-- Extracted records follows --

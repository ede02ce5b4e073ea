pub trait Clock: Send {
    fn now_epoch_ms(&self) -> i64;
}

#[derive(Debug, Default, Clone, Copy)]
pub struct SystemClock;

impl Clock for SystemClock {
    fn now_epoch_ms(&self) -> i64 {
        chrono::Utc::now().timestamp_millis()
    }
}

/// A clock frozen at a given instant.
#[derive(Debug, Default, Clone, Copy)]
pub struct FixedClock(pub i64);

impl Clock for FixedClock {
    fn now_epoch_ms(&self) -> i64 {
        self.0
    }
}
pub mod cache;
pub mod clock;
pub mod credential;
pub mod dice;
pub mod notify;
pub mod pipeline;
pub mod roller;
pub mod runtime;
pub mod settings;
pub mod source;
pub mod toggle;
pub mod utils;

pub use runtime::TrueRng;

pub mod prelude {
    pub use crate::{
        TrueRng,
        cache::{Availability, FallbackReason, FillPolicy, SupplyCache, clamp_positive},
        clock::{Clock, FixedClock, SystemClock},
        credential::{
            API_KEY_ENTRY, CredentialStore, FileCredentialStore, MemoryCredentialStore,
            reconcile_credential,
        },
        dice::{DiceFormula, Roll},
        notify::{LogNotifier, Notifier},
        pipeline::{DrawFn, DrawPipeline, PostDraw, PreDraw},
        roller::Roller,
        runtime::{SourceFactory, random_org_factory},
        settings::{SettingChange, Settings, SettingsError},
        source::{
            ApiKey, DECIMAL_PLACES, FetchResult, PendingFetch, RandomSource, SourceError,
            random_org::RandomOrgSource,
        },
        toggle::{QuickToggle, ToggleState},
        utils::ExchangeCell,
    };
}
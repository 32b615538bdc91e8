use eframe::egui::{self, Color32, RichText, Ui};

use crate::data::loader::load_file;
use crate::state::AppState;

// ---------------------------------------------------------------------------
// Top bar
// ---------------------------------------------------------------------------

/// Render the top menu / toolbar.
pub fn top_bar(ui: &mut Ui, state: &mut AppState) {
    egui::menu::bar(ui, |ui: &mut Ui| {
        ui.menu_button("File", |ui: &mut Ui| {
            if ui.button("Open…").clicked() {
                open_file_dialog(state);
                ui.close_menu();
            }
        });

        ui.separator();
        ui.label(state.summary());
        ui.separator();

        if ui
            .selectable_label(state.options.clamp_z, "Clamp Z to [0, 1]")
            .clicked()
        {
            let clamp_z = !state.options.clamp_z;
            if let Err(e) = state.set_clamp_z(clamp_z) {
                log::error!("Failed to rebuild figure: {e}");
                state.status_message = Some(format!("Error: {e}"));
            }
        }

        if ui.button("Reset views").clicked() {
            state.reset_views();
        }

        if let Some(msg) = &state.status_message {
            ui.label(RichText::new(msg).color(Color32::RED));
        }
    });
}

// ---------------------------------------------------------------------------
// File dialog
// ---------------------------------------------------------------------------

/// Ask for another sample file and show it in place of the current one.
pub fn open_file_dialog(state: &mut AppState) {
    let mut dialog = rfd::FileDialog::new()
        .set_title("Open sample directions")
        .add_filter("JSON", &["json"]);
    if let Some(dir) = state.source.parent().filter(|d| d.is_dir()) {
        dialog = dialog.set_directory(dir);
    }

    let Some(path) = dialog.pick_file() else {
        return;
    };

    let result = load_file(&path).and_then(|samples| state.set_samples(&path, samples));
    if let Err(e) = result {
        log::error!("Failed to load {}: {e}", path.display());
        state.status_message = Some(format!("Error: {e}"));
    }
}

-- Extracted records concluded --

Extract each record, keeping it identical to the original.

## Completed exercise:
repository ede02ce5b4e073ea
pub trait Clock: Send {
    fn now_epoch_ms(&self) -> i64;
}

#[derive(Debug, Default, Clone, Copy)]
pub struct SystemClock;

impl Clock for SystemClock {
    fn now_epoch_ms(&self) -> i64 {
        chrono::Utc::now().timestamp_millis()
    }
}

/// A clock frozen at a given instant.
#[derive(Debug, Default, Clone, Copy)]
pub struct FixedClock(pub i64);

impl Clock for FixedClock {
    fn now_epoch_ms(&self) -> i64 {
        self.0
    }
}
pub mod cache;
pub mod clock;
pub mod credential;
pub mod dice;
pub mod notify;
pub mod pipeline;
pub mod roller;
pub mod runtime;
pub mod settings;
pub mod source;
pub mod toggle;
pub mod utils;

pub use runtime::TrueRng;

pub mod prelude {
    pub use crate::{
        TrueRng,
        cache::{Availability, FallbackReason, FillPolicy, SupplyCache, clamp_positive},
        clock::{Clock, FixedClock, SystemClock},
        credential::{
            API_KEY_ENTRY, CredentialStore, FileCredentialStore, MemoryCredentialStore,
            reconcile_credential,
        },
        dice::{DiceFormula, Roll},
        notify::{LogNotifier, Notifier},
        pipeline::{DrawFn, DrawPipeline, PostDraw, PreDraw},
        roller::Roller,
        runtime::{SourceFactory, random_org_factory},
        settings::{SettingChange, Settings, SettingsError},
        source::{
            ApiKey, DECIMAL_PLACES, FetchResult, PendingFetch, RandomSource, SourceError,
            random_org::RandomOrgSource,
        },
        toggle::{QuickToggle, ToggleState},
        utils::ExchangeCell,
    };
}
repository 32b615538bdc91e8
use eframe::egui::{self, Color32, RichText, Ui};

use crate::data::loader::load_file;
use crate::state::AppState;

// ---------------------------------------------------------------------------
// Top bar
// ---------------------------------------------------------------------------

/// Render the top menu / toolbar.
pub fn top_bar(ui: &mut Ui, state: &mut AppState) {
    egui::menu::bar(ui, |ui: &mut Ui| {
        ui.menu_button("File", |ui: &mut Ui| {
            if ui.button("Open…").clicked() {
                open_file_dialog(state);
                ui.close_menu();
            }
        });

        ui.separator();
        ui.label(state.summary());
        ui.separator();

        if ui
            .selectable_label(state.options.clamp_z, "Clamp Z to [0, 1]")
            .clicked()
        {
            let clamp_z = !state.options.clamp_z;
            if let Err(e) = state.set_clamp_z(clamp_z) {
                log::error!("Failed to rebuild figure: {e}");
                state.status_message = Some(format!("Error: {e}"));
            }
        }

        if ui.button("Reset views").clicked() {
            state.reset_views();
        }

        if let Some(msg) = &state.status_message {
            ui.label(RichText::new(msg).color(Color32::RED));
        }
    });
}

// ---------------------------------------------------------------------------
// File dialog
// ---------------------------------------------------------------------------

/// Ask for another sample file and show it in place of the current one.
pub fn open_file_dialog(state: &mut AppState) {
    let mut dialog = rfd::FileDialog::new()
        .set_title("Open sample directions")
        .add_filter("JSON", &["json"]);
    if let Some(dir) = state.source.parent().filter(|d| d.is_dir()) {
        dialog = dialog.set_directory(dir);
    }

    let Some(path) = dialog.pick_file() else {
        return;
    };

    let result = load_file(&path).and_then(|samples| state.set_samples(&path, samples));
    if let Err(e) = result {
        log::error!("Failed to load {}: {e}", path.display());
        state.status_message = Some(format!("Error: {e}"));
    }
}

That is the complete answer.